By the end of March both metals ended the month with slight falls on a monthly scale: gold price edged down by 2.3% and silver by 6.23%. During the beginning of the week, the market sentiment has shifted a bit during the beginning of the week after Bernanke’s speech regarding his concerns over the future progress of the labor market. This speech rekindled the speculations of another QE progress.
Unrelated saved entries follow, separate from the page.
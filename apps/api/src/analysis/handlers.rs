//! Axum route handlers for the Analysis API.

use axum::{
    extract::{Path, State},
    http::StatusCode,
    Json,
};
use serde::Deserialize;

use crate::analysis::scoring::ConfidenceMap;
use crate::errors::AppError;
use crate::models::analysis::AnalysisEntry;
use crate::state::AppState;

// ────────────────────────────────────────────────────────────────────────────
// Request types
// ────────────────────────────────────────────────────────────────────────────

#[derive(Debug, Deserialize)]
pub struct AnalyzeRequest {
    #[serde(default)]
    pub jd_text: Option<String>,
    #[serde(default)]
    pub company: Option<String>,
    #[serde(default)]
    pub role: Option<String>,
}

// ────────────────────────────────────────────────────────────────────────────
// Handlers
// ────────────────────────────────────────────────────────────────────────────

/// POST /api/v1/analyses
///
/// Runs the full analysis pipeline and records the entry in history.
/// An empty JD is accepted and yields the fallback analysis.
pub async fn handle_analyze(
    State(state): State<AppState>,
    Json(req): Json<AnalyzeRequest>,
) -> Result<(StatusCode, Json<AnalysisEntry>), AppError> {
    let entry = state
        .engine
        .analyze(
            req.jd_text.as_deref(),
            req.company.as_deref(),
            req.role.as_deref(),
        )
        .await?;
    Ok((StatusCode::CREATED, Json(entry)))
}

/// GET /api/v1/analyses
pub async fn handle_history(State(state): State<AppState>) -> Json<Vec<AnalysisEntry>> {
    Json(state.engine.get_history().await)
}

/// GET /api/v1/analyses/:id
pub async fn handle_get_analysis(
    State(state): State<AppState>,
    Path(id): Path<String>,
) -> Result<Json<AnalysisEntry>, AppError> {
    state
        .engine
        .get_analysis(&id)
        .await
        .map(Json)
        .ok_or_else(|| AppError::NotFound(format!("Analysis {id} not found")))
}

/// PUT /api/v1/analyses/:id
///
/// Replaces a stored entry. Unknown ids are accepted and ignored.
pub async fn handle_update_analysis(
    State(state): State<AppState>,
    Path(id): Path<String>,
    Json(entry): Json<AnalysisEntry>,
) -> Result<StatusCode, AppError> {
    if entry.id != id {
        return Err(AppError::Validation(format!(
            "body id '{}' does not match path id '{id}'",
            entry.id
        )));
    }
    state.engine.update_entry(entry).await?;
    Ok(StatusCode::NO_CONTENT)
}

/// PATCH /api/v1/analyses/:id/confidence
///
/// Merges confidence tags, recomputes the final score and stores the result.
pub async fn handle_update_confidence(
    State(state): State<AppState>,
    Path(id): Path<String>,
    Json(updates): Json<ConfidenceMap>,
) -> Result<Json<AnalysisEntry>, AppError> {
    state
        .engine
        .update_confidence(&id, &updates)
        .await?
        .map(Json)
        .ok_or_else(|| AppError::NotFound(format!("Analysis {id} not found")))
}
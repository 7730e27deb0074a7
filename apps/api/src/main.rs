mod analysis;
mod config;
mod errors;
mod history;
mod models;
mod routes;
mod state;

use std::net::SocketAddr;
use std::sync::Arc;

use anyhow::Result;
use tower_http::{cors::CorsLayer, trace::TraceLayer};
use tracing::info;
use tracing_subscriber::{layer::SubscriberExt, util::SubscriberInitExt, EnvFilter};

use crate::analysis::engine::AnalysisEngine;
use crate::config::{Config, HistoryBackend};
use crate::history::{FileHistoryStore, HistoryStore, MemoryHistoryStore, RedisHistoryStore};
use crate::routes::build_router;
use crate::state::AppState;

#[tokio::main]
async fn main() -> Result<()> {
    // Load configuration first (fails on missing backend settings)
    let config = Config::from_env()?;

    // Initialize structured logging
    tracing_subscriber::registry()
        .with(EnvFilter::try_from_default_env().unwrap_or_else(|_| {
            EnvFilter::new(format!("{}={}", env!("CARGO_CRATE_NAME"), &config.rust_log))
        }))
        .with(tracing_subscriber::fmt::layer())
        .init();

    info!("Starting Readiness API v{}", env!("CARGO_PKG_VERSION"));

    let store = build_history_store(&config).await?;
    info!(
        "History store initialized (backend: {}, id scheme: {:?})",
        store.backend(),
        config.id_scheme
    );

    let engine = AnalysisEngine::new(store, config.id_scheme);
    let state = AppState {
        engine: Arc::new(engine),
    };

    let app = build_router(state)
        .layer(TraceLayer::new_for_http())
        .layer(CorsLayer::permissive());

    let addr: SocketAddr = format!("0.0.0.0:{}", config.port).parse()?;
    info!("Listening on {addr}");

    let listener = tokio::net::TcpListener::bind(addr).await?;
    axum::serve(listener, app).await?;

    Ok(())
}

/// Constructs the history store selected by `HISTORY_BACKEND`.
async fn build_history_store(config: &Config) -> Result<Arc<dyn HistoryStore>> {
    let store: Arc<dyn HistoryStore> = match &config.history_backend {
        HistoryBackend::Memory => Arc::new(MemoryHistoryStore::new()),
        HistoryBackend::File(path) => {
            info!("Persisting history to {}", path.display());
            Arc::new(FileHistoryStore::new(path.clone()))
        }
        HistoryBackend::Redis(url) => {
            let client = redis::Client::open(url.as_str())?;
            Arc::new(RedisHistoryStore::connect(&client, config.history_key.clone()).await?)
        }
    };
    Ok(store)
}
//! Analysis Engine — runs the extraction → intel → rounds → score → plan
//! pipeline and owns the capped history.

use std::str::FromStr;
use std::sync::Arc;

use chrono::{DateTime, SubsecRound, Utc};
use thiserror::Error;
use tokio::sync::Mutex;
use tracing::{debug, info, warn};
use uuid::Uuid;

use crate::analysis::company::{generate_round_mapping, infer_company};
use crate::analysis::plan::generate_plan;
use crate::analysis::scoring::{
    calculate_base_score, calculate_final_score, initial_confidence_map, AnalysisMetadata,
    ConfidenceMap,
};
use crate::analysis::skills::{extract_skills, SkillCategory};
use crate::history::{decode_history, encode_history, push_capped, HistoryStore, StoreError};
use crate::models::analysis::AnalysisEntry;

const ID_PREFIX: &str = "analysis_";

/// How entry ids are generated.
///
/// `Timestamp` reproduces the `analysis_<epoch millis>` ids of existing
/// histories. Two analyses in the same millisecond share an id and lookups then
/// return the newer one. `Uuid` avoids that at the cost of a different id shape.
#[derive(Debug, Clone, Copy, Default, PartialEq, Eq)]
pub enum IdScheme {
    #[default]
    Timestamp,
    Uuid,
}

impl FromStr for IdScheme {
    type Err = String;

    fn from_str(s: &str) -> Result<Self, Self::Err> {
        match s.trim().to_ascii_lowercase().as_str() {
            "timestamp" => Ok(IdScheme::Timestamp),
            "uuid" => Ok(IdScheme::Uuid),
            other => Err(format!("unknown id scheme '{other}' (expected timestamp|uuid)")),
        }
    }
}

impl IdScheme {
    fn generate(&self, now: DateTime<Utc>) -> String {
        match self {
            IdScheme::Timestamp => format!("{ID_PREFIX}{}", now.timestamp_millis()),
            IdScheme::Uuid => format!("{ID_PREFIX}{}", Uuid::new_v4()),
        }
    }
}

/// Timestamps are kept at millisecond precision, like the stored format.
fn now() -> DateTime<Utc> {
    Utc::now().trunc_subsecs(3)
}

/// Confidence tags naming skills the entry never extracted.
#[derive(Debug, Clone, PartialEq, Eq)]
pub struct UnknownSkills(pub Vec<String>);

#[derive(Debug, Error)]
pub enum ConfidenceUpdateError {
    #[error("skills not in analysis: {}", .0.join(", "))]
    UnknownSkills(Vec<String>),

    #[error(transparent)]
    Store(#[from] StoreError),
}

impl From<UnknownSkills> for ConfidenceUpdateError {
    fn from(UnknownSkills(skills): UnknownSkills) -> Self {
        ConfidenceUpdateError::UnknownSkills(skills)
    }
}
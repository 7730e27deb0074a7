//! History storage backends. A store only moves the raw serialized array;
//! parsing and filtering live in [`crate::history::decode_history`].

use async_trait::async_trait;
use thiserror::Error;
use tokio::sync::RwLock;

#[derive(Debug, Error)]
pub enum StoreError {
    #[error("I/O error: {0}")]
    Io(#[from] std::io::Error),

    #[error("Redis error: {0}")]
    Redis(#[from] redis::RedisError),

    #[error("Serialization error: {0}")]
    Serialization(#[from] serde_json::Error),
}

/// Key-value persistence for the single history record.
///
/// Carried by the engine as `Arc<dyn HistoryStore>` so tests can swap in
/// [`MemoryHistoryStore`].
#[async_trait]
pub trait HistoryStore: Send + Sync {
    /// Returns the raw payload, or `None` if nothing was ever saved.
    async fn load(&self) -> Result<Option<String>, StoreError>;

    /// Replaces the raw payload.
    async fn save(&self, raw: &str) -> Result<(), StoreError>;

    /// Short backend label for logs.
    fn backend(&self) -> &'static str;
}

/// In-process store. Contents are lost on restart.
#[derive(Debug, Default)]
pub struct MemoryHistoryStore {
    raw: RwLock<Option<String>>,
}

impl MemoryHistoryStore {
    pub fn new() -> Self {
        Self::default()
    }

    /// Seeds the store with a raw payload, valid or not.
    pub fn with_raw(raw: impl Into<String>) -> Self {
        Self {
            raw: RwLock::new(Some(raw.into())),
        }
    }
}

#[async_trait]
impl HistoryStore for MemoryHistoryStore {
    async fn load(&self) -> Result<Option<String>, StoreError> {
        Ok(self.raw.read().await.clone())
    }

    async fn save(&self, raw: &str) -> Result<(), StoreError> {
        *self.raw.write().await = Some(raw.to_string());
        Ok(())
    }

    fn backend(&self) -> &'static str {
        "memory"
    }
}
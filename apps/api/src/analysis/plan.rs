//! Preparation content — round checklist, 7-day plan and interview questions,
//! derived only from which skill categories were detected.

use serde::{Deserialize, Serialize};

use crate::analysis::skills::{SkillCategory, SkillExtraction};

pub const QUESTION_COUNT: usize = 10;

/// Checklist titles, one per interview round, in display order.
pub const CHECKLIST_TITLES: [&str; 4] = [
    "Round 1: Screening & Aptitude",
    "Round 2: Data Structures & Core CS",
    "Round 3: Specialized Tech & Projects",
    "Round 4: Behavioral & HR",
];

/// A titled group of checklist tasks.
#[derive(Debug, Clone, PartialEq, Eq, Serialize, Deserialize)]
#[serde(rename_all = "camelCase")]
pub struct ChecklistGroup {
    pub round_title: String,
    pub items: Vec<String>,
}

/// One block of the 7-day plan.
#[derive(Debug, Clone, PartialEq, Eq, Serialize, Deserialize)]
pub struct DayBlock {
    pub day: String,
    pub focus: String,
    pub tasks: Vec<String>,
}

/// Per-round checklist items before they are titled.
#[derive(Debug, Clone, PartialEq, Eq)]
pub struct RoundChecklist {
    pub round1: Vec<String>,
    pub round2: Vec<String>,
    pub round3: Vec<String>,
    pub round4: Vec<String>,
}

impl RoundChecklist {
    /// Converts into the ordered, titled group form stored on an entry.
    pub fn into_groups(self) -> Vec<ChecklistGroup> {
        [self.round1, self.round2, self.round3, self.round4]
            .into_iter()
            .zip(CHECKLIST_TITLES)
            .map(|(items, title)| ChecklistGroup {
                round_title: title.to_string(),
                items,
            })
            .collect()
    }
}

#[derive(Debug, Clone, PartialEq, Eq)]
pub struct GeneratedPlan {
    pub checklist: RoundChecklist,
    pub plan: Vec<DayBlock>,
    pub questions: Vec<String>,
}

const BASELINE_QUESTIONS: &[&str] = &[
    "Tell me about your most challenging project.",
    "Explain the concept of Polymorphism with a real-world example.",
    "What happens when you type a URL in the browser?",
];

/// Backfill pool. Long enough that baseline plus pool alone reaches the target.
const GENERIC_QUESTIONS: &[&str] = &[
    "Where do you see yourself in 5 years?",
    "Describe a time you demonstrated leadership.",
    "How do you handle tight deadlines?",
    "What is your preferred programming language and why?",
    "Tell me about a time you failed and what you learned from it.",
    "How do you keep your technical skills up to date?",
    "Why should we hire you?",
];

/// Category-gated questions, appended in this order.
const CATEGORY_QUESTIONS: &[(SkillCategory, &[&str])] = &[
    (
        SkillCategory::Data,
        &[
            "Explain Indexing in SQL and when it helps.",
            "SQL vs NoSQL: When to choose which?",
        ],
    ),
    (
        SkillCategory::Web,
        &[
            "Explain the Virtual DOM in React.",
            "What is the difference between specific CSS selectors?",
        ],
    ),
    (
        SkillCategory::Cloud,
        &["What is the difference between Docker and a tailored VM?"],
    ),
    (
        SkillCategory::CoreCs,
        &[
            "Explain Process vs Thread.",
            "How does Garbage Collection work?",
        ],
    ),
];

fn strings(items: &[&str]) -> Vec<String> {
    items.iter().map(|s| s.to_string()).collect()
}

fn day(day: &str, focus: &str, tasks: &[&str]) -> DayBlock {
    DayBlock {
        day: day.to_string(),
        focus: focus.to_string(),
        tasks: strings(tasks),
    }
}

fn build_checklist(skills: &SkillExtraction) -> RoundChecklist {
    let mut checklist = RoundChecklist {
        round1: strings(&[
            "Quantitative Aptitude (Speed/Distance, Work/Time)",
            "Logical Reasoning (Puzzles, Blood Relations)",
            "Verbal Ability (Reading Comprehension)",
            "Resume Walkthrough Preparation",
            "Basic behavioral questions (Tell me about yourself)",
        ]),
        round2: strings(&[
            "Data Structures: Arrays, Strings, Linked Lists",
            "Algorithms: Sorting, Searching, Two Pointers",
            "OOP Concepts: Pillars, Interface vs Abstract",
        ]),
        round3: strings(&["Deep dive into Projects listed on Resume"]),
        round4: strings(&[
            "Salary Expectation Negotiation",
            "Why this company?",
            "Strengths and Weaknesses",
            "Handling conflict situations",
        ]),
    };

    if skills.has(SkillCategory::Data) {
        checklist
            .round2
            .push("DBMS: Normalization, ACID properties, Indexing".to_string());
    }
    if skills.has(SkillCategory::Web) {
        checklist
            .round3
            .push("Web: Event Loop, DOM, State Management patterns".to_string());
    }
    if skills.languages.iter().any(|lang| lang == "Java") {
        checklist
            .round3
            .push("Java: Collections Framework, Multithreading".to_string());
    }

    checklist
}

fn build_week_plan(skills: &SkillExtraction) -> Vec<DayBlock> {
    let mut plan = vec![
        day(
            "Day 1-2",
            "Foundation & Aptitude",
            &["Practice 30 Aptitude Qs", "Revise Core CS Theory (OS/DBMS)"],
        ),
        day(
            "Day 3-4",
            "Problem Solving",
            &[
                "Solve 10 LeetCode Easy/Medium",
                "Implement Standard Algos (Merge Sort, BFS/DFS)",
            ],
        ),
        day(
            "Day 5",
            "Tech Stack & Projects",
            &["Review Project Architecture", "Prepare 'Challenges Faced' stories"],
        ),
        day(
            "Day 6",
            "Mock Interviews",
            &["Peer Mock Interview", "Record yourself answering HR Qs"],
        ),
        day(
            "Day 7",
            "Final Revision",
            &["Cheatsheets review", "Rest & Mindset"],
        ),
    ];

    if skills.has(SkillCategory::Web) {
        plan[2]
            .tasks
            .push("Build a mini-feature using React/Node to refresh memory".to_string());
    }

    plan
}

fn build_questions(skills: &SkillExtraction) -> Vec<String> {
    let mut questions = strings(BASELINE_QUESTIONS);

    for (category, extra) in CATEGORY_QUESTIONS {
        if skills.has(*category) {
            questions.extend(extra.iter().map(|q| q.to_string()));
        }
    }

    let missing = QUESTION_COUNT.saturating_sub(questions.len());
    questions.extend(GENERIC_QUESTIONS.iter().take(missing).map(|q| q.to_string()));
    questions.truncate(QUESTION_COUNT);
    questions
}

/// Fills empty question slots from the generic pool, skipping questions
/// already in the list. Slots left over once the pool runs dry are dropped.
pub fn backfill_questions(slots: Vec<Option<String>>) -> Vec<String> {
    let present: Vec<String> = slots.iter().flatten().cloned().collect();
    let mut pool = GENERIC_QUESTIONS
        .iter()
        .filter(|q| !present.iter().any(|p| p == *q));

    slots
        .into_iter()
        .filter_map(|slot| slot.or_else(|| pool.next().map(|q| q.to_string())))
        .collect()
}

/// Generates checklist, plan and questions for a set of extracted skills.
pub fn generate_plan(skills: &SkillExtraction) -> GeneratedPlan {
    GeneratedPlan {
        checklist: build_checklist(skills),
        plan: build_week_plan(skills),
        questions: build_questions(skills),
    }
}
use async_trait::async_trait;
use redis::aio::MultiplexedConnection;
use redis::AsyncCommands;
use tracing::info;

use crate::history::store::{HistoryStore, StoreError};

/// Stores the history array as a single string value under a namespaced key.
#[derive(Clone)]
pub struct RedisHistoryStore {
    conn: MultiplexedConnection,
    key: String,
}

impl RedisHistoryStore {
    pub async fn connect(client: &redis::Client, key: impl Into<String>) -> Result<Self, StoreError> {
        let conn = client.get_multiplexed_async_connection().await?;
        let key = key.into();
        info!("Redis history store ready (key: {key})");
        Ok(Self { conn, key })
    }
}

#[async_trait]
impl HistoryStore for RedisHistoryStore {
    async fn load(&self) -> Result<Option<String>, StoreError> {
        let mut conn = self.conn.clone();
        let raw: Option<String> = conn.get(&self.key).await?;
        Ok(raw)
    }

    async fn save(&self, raw: &str) -> Result<(), StoreError> {
        let mut conn = self.conn.clone();
        conn.set::<_, _, ()>(&self.key, raw).await?;
        Ok(())
    }

    fn backend(&self) -> &'static str {
        "redis"
    }
}
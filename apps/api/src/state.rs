use std::sync::Arc;

use crate::analysis::engine::AnalysisEngine;

/// Shared application state injected into all route handlers via Axum extractors.
#[derive(Clone)]
pub struct AppState {
    pub engine: Arc<AnalysisEngine>,
}
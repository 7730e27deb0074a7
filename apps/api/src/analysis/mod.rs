// JD Analysis Engine
// Implements: skill extraction, company inference, round mapping, readiness scoring,
// preparation plan generation, and the capped analysis history.

pub mod company;
pub mod engine;
pub mod handlers;
pub mod plan;
pub mod scoring;
pub mod skills;
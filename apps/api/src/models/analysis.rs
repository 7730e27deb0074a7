use chrono::{DateTime, Utc};
use serde::{Deserialize, Deserializer, Serialize};

use crate::analysis::company::{CompanyIntel, Round};
use crate::analysis::plan::{backfill_questions, ChecklistGroup, DayBlock};
use crate::analysis::scoring::ConfidenceMap;
use crate::analysis::skills::SkillExtraction;

/// A persisted JD analysis. Field names follow the stored camelCase layout.
#[derive(Debug, Clone, PartialEq, Serialize, Deserialize)]
#[serde(rename_all = "camelCase")]
pub struct AnalysisEntry {
    pub id: String,
    #[serde(with = "iso_millis")]
    pub created_at: DateTime<Utc>,
    #[serde(with = "iso_millis")]
    pub updated_at: DateTime<Utc>,
    pub company: String,
    pub role: String,
    pub jd_text: String,
    pub extracted_skills: SkillExtraction,
    pub round_mapping: Vec<Round>,
    pub checklist: Vec<ChecklistGroup>,
    #[serde(rename = "plan7Days")]
    pub plan_7_days: Vec<DayBlock>,
    /// Histories written by the browser app can hold `null` slots here.
    #[serde(deserialize_with = "deserialize_questions")]
    pub questions: Vec<String>,
    pub base_score: u32,
    pub final_score: u32,
    pub skill_confidence_map: ConfidenceMap,
    pub intel: CompanyIntel,
}

fn deserialize_questions<'de, D>(deserializer: D) -> Result<Vec<String>, D::Error>
where
    D: Deserializer<'de>,
{
    let slots = Vec::<Option<String>>::deserialize(deserializer)?;
    Ok(backfill_questions(slots))
}

/// ISO-8601 with exactly three fractional digits, e.g. `2024-01-01T00:00:00.000Z`.
mod iso_millis {
    use chrono::{DateTime, SecondsFormat, Utc};
    use serde::{Deserialize, Deserializer, Serializer};

    pub fn serialize<S>(at: &DateTime<Utc>, serializer: S) -> Result<S::Ok, S::Error>
    where
        S: Serializer,
    {
        serializer.serialize_str(&at.to_rfc3339_opts(SecondsFormat::Millis, true))
    }

    pub fn deserialize<'de, D>(deserializer: D) -> Result<DateTime<Utc>, D::Error>
    where
        D: Deserializer<'de>,
    {
        DateTime::<Utc>::deserialize(deserializer)
    }
}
This sentiment, however seems to have dissipated very soon because after the sharp gains for both metals on Monday, they have continued to zigzag throughout the rest of the week.
The Euro edged up again against the U.S dollar during last week by 0.61% (on a weekly scale); on the other hand, other “risk” currencies mainly the Australian dollar sharply depreciated against the U.S dollar by 1.1%. Since these currencies pairs are strongly linked with bullion prices they may have been among the reasons for the sharp shifts of gold and silver prices throughout last week.
The video link above provides a broad forecast for the main news, public speeches and events that may affect gold and silver prices during the week of April 2nd to April 6th; the video includes reviewing the main reports, events, decisions and news items that will come out during the upcoming week. Some of these reports and events include: U.S. manufacturing PMI, GB rate decision, minutes of last FOMC meeting, GB manufacturing production, DCB rate decision, U.S non-farm payroll report, RBA cash rate decision, EU unemployment rate, G7 meeting, and U.S. jobless claims weekly update (just to name a few).